Problem:
Search the records for the string "SharedSession" and return each line that has it.

==== Material supplied

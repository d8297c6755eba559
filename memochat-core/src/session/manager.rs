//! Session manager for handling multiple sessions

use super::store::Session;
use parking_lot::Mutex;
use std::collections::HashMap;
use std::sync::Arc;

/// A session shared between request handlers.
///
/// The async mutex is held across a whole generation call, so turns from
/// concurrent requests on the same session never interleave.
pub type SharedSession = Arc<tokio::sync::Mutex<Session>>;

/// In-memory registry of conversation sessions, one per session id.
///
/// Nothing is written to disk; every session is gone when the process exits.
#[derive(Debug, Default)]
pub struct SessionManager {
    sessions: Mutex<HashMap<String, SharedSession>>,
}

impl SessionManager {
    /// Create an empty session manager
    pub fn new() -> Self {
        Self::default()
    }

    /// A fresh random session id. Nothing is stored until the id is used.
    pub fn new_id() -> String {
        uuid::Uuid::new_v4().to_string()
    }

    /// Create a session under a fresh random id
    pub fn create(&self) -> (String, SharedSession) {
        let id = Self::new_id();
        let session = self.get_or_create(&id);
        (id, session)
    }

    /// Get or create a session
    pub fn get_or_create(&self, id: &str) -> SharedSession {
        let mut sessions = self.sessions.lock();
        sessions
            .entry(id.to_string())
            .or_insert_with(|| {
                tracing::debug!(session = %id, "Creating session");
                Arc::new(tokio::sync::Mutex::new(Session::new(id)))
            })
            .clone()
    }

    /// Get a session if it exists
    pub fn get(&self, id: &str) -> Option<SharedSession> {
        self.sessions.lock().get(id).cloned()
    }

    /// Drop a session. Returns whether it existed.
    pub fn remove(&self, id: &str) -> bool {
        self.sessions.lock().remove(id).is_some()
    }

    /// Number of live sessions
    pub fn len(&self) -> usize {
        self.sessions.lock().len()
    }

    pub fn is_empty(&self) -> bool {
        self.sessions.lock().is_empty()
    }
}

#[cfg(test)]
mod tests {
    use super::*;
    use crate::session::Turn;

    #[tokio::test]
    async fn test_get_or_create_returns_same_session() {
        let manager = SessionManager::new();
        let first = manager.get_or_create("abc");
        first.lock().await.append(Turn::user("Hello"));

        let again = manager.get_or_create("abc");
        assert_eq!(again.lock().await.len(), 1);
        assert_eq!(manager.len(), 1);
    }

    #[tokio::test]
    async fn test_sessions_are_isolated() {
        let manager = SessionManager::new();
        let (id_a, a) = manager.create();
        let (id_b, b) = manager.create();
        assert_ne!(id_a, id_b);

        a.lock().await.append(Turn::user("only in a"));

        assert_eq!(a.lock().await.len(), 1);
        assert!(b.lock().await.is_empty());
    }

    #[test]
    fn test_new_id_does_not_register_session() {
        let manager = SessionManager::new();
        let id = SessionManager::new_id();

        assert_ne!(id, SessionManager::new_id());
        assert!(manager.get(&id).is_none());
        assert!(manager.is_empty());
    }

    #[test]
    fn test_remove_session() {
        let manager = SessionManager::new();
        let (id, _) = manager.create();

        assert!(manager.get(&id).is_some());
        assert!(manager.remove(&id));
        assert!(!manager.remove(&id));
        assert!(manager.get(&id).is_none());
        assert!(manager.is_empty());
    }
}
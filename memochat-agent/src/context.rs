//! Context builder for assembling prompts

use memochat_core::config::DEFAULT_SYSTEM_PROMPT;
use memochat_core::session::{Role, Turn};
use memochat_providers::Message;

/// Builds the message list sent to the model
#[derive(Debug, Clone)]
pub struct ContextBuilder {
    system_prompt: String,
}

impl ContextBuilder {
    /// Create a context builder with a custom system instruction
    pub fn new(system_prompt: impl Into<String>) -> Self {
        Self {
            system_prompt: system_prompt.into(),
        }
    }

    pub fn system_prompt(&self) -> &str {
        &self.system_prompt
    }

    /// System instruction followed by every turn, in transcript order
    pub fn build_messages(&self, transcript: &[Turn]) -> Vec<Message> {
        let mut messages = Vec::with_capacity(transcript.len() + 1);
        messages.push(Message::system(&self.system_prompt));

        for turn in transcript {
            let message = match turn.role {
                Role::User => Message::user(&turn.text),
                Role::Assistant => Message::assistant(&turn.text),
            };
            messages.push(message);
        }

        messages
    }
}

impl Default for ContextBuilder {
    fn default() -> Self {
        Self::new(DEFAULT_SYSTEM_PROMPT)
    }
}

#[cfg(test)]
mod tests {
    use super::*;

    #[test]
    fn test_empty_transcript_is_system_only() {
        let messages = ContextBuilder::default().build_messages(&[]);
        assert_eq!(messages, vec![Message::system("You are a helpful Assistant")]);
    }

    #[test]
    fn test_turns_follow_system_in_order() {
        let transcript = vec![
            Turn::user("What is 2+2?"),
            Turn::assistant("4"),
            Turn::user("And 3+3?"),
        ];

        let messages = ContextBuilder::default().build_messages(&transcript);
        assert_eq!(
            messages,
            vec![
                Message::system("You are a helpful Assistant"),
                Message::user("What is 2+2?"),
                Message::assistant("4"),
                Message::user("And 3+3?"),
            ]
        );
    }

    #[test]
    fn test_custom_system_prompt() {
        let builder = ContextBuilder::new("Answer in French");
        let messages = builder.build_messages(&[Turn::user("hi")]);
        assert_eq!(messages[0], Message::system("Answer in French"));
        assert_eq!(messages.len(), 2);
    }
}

========

Completed exercise:
pub type SharedSession = Arc<tokio::sync::Mutex<Session>>;
    sessions: Mutex<HashMap<String, SharedSession>>,
    pub fn create(&self) -> (String, SharedSession) {
    pub fn get_or_create(&self, id: &str) -> SharedSession {
    pub fn get(&self, id: &str) -> Option<SharedSession> {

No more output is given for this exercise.